#### WHAT THIS TASK INVOLVES:
Set down exactly the lines from the one containing "the new ones." through the last line of the data below, and no others.

++++ RECORDS SHOWN

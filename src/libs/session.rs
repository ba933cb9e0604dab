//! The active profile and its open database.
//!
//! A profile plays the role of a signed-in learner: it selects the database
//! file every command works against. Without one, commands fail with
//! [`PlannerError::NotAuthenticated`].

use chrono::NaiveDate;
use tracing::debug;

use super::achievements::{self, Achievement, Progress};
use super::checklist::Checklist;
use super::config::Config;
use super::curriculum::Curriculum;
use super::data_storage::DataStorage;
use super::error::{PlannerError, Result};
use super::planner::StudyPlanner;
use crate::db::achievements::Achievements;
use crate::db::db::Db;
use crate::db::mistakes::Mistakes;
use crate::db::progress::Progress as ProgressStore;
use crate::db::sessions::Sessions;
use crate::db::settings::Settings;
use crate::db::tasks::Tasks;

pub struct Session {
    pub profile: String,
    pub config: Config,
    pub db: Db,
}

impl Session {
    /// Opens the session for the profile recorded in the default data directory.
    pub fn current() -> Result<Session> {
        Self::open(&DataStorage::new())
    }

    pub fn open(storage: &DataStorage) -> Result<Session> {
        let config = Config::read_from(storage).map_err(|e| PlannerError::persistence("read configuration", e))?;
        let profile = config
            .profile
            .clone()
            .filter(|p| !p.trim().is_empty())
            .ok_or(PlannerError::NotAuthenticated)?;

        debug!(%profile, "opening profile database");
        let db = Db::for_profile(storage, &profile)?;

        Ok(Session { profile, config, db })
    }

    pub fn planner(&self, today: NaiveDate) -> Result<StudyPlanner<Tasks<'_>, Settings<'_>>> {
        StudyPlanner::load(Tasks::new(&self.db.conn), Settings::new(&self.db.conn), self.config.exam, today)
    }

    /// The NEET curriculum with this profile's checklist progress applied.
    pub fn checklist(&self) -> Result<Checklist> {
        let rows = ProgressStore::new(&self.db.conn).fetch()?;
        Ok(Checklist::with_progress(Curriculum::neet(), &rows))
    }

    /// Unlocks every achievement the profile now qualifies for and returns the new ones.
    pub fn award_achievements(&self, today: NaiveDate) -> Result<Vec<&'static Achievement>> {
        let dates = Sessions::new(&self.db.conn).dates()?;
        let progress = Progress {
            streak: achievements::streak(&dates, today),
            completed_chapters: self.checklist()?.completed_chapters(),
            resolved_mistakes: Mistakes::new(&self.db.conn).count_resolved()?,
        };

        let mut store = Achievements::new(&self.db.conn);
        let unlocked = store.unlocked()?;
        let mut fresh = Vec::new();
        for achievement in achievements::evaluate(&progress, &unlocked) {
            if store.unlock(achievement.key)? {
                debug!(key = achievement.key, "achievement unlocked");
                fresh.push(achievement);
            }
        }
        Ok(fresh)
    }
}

++++++++

#### RESPONSE:
    /// Unlocks every achievement the profile now qualifies for and returns the new ones.
    pub fn award_achievements(&self, today: NaiveDate) -> Result<Vec<&'static Achievement>> {
        let dates = Sessions::new(&self.db.conn).dates()?;
        let progress = Progress {
            streak: achievements::streak(&dates, today),
            completed_chapters: self.checklist()?.completed_chapters(),
            resolved_mistakes: Mistakes::new(&self.db.conn).count_resolved()?,
        };

        let mut store = Achievements::new(&self.db.conn);
        let unlocked = store.unlocked()?;
        let mut fresh = Vec::new();
        for achievement in achievements::evaluate(&progress, &unlocked) {
            if store.unlock(achievement.key)? {
                debug!(key = achievement.key, "achievement unlocked");
                fresh.push(achievement);
            }
        }
        Ok(fresh)
    }
}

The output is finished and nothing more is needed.